━━ MATERIAL SUPPLIED ━━

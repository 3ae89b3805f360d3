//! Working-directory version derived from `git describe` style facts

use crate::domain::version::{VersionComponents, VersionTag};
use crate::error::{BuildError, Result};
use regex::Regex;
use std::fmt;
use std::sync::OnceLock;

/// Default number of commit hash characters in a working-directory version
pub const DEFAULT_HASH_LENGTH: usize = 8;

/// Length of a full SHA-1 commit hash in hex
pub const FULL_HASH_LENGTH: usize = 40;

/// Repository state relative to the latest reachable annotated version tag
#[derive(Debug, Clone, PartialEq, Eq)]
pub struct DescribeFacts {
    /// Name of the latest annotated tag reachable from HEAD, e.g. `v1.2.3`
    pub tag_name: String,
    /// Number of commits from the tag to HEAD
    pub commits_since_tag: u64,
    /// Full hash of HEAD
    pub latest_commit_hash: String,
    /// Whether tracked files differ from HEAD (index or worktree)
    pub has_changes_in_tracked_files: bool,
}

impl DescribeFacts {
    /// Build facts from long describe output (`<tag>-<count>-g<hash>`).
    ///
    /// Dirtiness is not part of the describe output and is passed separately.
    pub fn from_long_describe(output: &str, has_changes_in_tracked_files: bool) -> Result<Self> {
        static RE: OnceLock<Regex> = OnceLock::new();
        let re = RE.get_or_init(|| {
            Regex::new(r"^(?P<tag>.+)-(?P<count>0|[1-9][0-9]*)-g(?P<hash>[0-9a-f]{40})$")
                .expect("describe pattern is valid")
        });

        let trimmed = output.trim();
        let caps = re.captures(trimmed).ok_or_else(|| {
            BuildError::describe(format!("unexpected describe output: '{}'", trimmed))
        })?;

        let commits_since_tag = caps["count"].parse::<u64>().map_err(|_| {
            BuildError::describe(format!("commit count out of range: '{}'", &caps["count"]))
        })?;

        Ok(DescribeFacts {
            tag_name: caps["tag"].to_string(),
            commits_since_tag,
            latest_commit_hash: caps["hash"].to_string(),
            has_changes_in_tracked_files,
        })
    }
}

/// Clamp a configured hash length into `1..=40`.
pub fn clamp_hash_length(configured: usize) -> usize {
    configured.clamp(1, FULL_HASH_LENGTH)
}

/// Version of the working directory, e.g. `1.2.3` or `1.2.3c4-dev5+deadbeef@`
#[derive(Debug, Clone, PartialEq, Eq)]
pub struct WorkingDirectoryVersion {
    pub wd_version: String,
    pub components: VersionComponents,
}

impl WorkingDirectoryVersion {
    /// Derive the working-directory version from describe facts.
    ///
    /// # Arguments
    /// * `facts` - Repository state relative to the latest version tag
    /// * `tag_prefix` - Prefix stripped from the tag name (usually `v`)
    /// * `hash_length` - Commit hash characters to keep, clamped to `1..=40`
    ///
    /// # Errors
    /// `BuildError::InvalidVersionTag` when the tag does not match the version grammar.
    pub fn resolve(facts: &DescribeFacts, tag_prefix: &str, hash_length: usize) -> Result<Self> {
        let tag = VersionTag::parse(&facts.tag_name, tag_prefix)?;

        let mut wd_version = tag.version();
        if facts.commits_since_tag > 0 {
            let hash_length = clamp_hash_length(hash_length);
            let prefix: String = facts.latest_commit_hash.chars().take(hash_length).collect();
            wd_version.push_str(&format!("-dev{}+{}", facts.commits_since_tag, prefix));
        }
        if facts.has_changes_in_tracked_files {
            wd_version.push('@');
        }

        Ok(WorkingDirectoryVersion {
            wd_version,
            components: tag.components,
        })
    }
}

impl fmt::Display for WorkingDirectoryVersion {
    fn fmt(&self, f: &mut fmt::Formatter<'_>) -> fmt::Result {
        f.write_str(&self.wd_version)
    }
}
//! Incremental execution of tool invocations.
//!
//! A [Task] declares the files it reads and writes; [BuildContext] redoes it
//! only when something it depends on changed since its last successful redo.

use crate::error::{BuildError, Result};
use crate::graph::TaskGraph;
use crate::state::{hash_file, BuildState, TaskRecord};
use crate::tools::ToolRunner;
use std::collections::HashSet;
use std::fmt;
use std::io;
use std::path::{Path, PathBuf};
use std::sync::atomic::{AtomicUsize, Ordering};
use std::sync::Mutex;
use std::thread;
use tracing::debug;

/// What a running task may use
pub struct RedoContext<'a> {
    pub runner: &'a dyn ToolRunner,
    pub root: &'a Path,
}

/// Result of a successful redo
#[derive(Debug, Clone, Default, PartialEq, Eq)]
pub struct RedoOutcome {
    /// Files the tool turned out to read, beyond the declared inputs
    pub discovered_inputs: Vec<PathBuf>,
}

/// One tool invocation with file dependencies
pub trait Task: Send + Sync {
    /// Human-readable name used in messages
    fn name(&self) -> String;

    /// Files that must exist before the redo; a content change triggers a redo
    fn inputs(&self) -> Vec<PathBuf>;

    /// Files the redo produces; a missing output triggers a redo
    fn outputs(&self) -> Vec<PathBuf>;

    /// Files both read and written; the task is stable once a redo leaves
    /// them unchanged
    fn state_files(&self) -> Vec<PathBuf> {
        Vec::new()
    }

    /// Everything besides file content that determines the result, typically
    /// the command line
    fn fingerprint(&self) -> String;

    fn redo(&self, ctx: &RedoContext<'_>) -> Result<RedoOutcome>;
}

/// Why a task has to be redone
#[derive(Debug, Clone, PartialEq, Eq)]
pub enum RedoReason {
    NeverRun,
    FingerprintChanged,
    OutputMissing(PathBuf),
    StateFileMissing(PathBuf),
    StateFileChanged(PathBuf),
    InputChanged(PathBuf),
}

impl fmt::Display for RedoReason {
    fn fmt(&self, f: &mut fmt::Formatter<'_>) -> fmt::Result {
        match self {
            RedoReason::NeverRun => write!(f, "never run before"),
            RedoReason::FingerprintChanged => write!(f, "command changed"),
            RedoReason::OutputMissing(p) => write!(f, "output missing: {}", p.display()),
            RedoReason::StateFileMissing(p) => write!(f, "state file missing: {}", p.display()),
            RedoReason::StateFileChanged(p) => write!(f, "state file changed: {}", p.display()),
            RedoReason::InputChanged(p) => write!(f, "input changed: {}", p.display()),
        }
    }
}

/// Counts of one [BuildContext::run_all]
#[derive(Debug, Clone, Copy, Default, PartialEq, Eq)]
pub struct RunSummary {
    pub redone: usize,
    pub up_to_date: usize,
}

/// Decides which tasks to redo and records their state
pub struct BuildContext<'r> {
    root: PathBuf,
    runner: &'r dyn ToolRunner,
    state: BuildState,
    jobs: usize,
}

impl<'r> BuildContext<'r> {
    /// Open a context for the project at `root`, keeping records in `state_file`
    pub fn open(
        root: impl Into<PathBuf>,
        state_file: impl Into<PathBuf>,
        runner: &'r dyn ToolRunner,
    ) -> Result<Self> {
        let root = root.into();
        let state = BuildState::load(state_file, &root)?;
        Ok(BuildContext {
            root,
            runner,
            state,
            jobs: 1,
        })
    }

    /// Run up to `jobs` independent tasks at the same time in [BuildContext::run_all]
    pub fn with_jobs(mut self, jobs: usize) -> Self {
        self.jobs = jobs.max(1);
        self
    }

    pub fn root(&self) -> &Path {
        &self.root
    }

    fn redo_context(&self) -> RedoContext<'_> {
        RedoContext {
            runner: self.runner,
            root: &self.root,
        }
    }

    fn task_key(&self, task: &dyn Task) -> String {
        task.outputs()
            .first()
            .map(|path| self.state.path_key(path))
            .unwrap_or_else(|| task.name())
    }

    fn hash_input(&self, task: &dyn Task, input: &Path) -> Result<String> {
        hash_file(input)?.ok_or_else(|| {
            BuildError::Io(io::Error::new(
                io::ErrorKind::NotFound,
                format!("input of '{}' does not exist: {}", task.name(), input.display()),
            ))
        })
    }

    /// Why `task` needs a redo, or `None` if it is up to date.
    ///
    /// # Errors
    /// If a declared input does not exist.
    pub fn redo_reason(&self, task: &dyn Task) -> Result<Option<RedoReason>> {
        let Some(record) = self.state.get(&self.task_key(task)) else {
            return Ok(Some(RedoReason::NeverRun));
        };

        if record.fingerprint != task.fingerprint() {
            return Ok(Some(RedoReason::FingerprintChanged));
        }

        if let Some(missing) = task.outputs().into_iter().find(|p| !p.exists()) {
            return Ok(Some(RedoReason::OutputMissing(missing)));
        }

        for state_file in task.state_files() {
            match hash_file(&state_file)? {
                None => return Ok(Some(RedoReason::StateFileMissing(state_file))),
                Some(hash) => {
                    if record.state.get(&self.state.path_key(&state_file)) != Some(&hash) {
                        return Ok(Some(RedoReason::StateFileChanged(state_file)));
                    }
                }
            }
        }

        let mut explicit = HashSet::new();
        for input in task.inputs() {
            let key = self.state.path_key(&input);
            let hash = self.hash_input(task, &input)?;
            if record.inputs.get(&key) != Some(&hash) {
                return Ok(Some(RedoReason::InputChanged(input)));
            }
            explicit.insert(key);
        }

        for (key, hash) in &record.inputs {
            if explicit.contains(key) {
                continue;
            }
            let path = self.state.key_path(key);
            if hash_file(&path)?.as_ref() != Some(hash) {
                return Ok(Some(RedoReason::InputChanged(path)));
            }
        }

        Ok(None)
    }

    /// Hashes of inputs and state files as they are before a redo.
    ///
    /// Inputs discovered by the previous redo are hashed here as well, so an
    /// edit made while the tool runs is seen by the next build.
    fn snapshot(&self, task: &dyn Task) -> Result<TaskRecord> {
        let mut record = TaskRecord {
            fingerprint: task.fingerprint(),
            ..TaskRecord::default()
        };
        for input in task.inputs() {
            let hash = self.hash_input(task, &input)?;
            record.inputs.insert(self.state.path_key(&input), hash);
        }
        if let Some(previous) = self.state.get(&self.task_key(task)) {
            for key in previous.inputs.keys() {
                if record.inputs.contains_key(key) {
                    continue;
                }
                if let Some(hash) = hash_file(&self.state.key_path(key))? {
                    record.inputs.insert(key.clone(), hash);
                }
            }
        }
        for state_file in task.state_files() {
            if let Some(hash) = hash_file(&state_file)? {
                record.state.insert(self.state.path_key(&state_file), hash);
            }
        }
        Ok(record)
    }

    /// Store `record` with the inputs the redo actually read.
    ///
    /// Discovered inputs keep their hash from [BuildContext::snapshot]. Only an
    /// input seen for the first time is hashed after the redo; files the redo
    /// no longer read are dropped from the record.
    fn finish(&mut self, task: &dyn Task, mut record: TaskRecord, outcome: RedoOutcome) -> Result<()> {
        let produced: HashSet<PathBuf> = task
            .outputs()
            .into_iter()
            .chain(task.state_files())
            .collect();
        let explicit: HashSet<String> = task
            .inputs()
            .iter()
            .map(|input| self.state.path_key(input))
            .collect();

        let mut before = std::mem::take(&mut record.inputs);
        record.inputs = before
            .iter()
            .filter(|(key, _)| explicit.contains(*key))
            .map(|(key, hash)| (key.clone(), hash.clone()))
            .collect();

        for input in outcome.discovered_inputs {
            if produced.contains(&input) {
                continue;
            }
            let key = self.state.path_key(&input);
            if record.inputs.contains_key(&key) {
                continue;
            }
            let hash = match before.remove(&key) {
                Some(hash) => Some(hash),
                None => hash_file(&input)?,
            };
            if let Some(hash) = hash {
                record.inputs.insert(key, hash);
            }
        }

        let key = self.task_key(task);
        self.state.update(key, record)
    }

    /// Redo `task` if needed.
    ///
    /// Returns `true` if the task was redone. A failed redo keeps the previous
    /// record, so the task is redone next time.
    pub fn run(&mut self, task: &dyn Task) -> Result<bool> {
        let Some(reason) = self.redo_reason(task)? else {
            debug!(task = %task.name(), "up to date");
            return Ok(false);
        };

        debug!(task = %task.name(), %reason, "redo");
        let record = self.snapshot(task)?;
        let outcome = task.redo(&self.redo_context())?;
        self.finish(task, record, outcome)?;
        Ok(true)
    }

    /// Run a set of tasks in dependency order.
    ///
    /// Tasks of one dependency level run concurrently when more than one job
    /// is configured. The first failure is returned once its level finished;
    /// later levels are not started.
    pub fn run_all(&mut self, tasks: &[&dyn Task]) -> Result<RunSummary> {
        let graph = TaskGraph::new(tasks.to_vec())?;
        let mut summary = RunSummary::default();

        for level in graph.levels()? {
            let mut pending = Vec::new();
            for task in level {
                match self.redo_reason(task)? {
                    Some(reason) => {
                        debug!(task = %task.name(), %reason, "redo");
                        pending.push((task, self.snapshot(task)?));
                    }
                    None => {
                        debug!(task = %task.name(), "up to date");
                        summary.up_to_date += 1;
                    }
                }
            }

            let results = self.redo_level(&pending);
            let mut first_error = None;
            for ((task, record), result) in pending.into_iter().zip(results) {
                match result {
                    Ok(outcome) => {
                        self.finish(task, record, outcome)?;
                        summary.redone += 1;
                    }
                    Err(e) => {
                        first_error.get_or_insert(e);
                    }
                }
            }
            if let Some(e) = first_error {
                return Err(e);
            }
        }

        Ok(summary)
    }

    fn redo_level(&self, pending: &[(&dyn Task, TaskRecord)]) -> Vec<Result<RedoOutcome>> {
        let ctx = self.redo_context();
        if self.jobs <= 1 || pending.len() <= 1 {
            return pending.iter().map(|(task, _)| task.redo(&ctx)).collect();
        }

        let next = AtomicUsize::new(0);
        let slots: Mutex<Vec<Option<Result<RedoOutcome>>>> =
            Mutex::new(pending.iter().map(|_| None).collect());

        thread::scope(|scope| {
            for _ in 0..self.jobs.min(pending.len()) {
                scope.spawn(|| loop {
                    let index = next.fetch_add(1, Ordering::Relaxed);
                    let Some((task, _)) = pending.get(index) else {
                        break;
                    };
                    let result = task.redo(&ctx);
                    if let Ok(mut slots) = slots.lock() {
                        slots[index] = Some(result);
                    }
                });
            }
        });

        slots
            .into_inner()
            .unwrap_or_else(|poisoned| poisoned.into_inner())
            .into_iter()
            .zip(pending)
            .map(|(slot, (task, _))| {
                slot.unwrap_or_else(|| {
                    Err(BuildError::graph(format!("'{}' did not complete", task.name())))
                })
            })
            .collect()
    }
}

━━━

[ABOUT THIS EXERCISE]: The records above should be printed exactly, please, from the first line through the line containing "pub const FULL_HASH_LENGTH: usize = 40;", with both ends kept and nothing past it.

[EXPECTED ANSWER]:
repository 3ae89b3805f360d3
//! Working-directory version derived from `git describe` style facts

use crate::domain::version::{VersionComponents, VersionTag};
use crate::error::{BuildError, Result};
use regex::Regex;
use std::fmt;
use std::sync::OnceLock;

/// Default number of commit hash characters in a working-directory version
pub const DEFAULT_HASH_LENGTH: usize = 8;

/// Length of a full SHA-1 commit hash in hex
pub const FULL_HASH_LENGTH: usize = 40;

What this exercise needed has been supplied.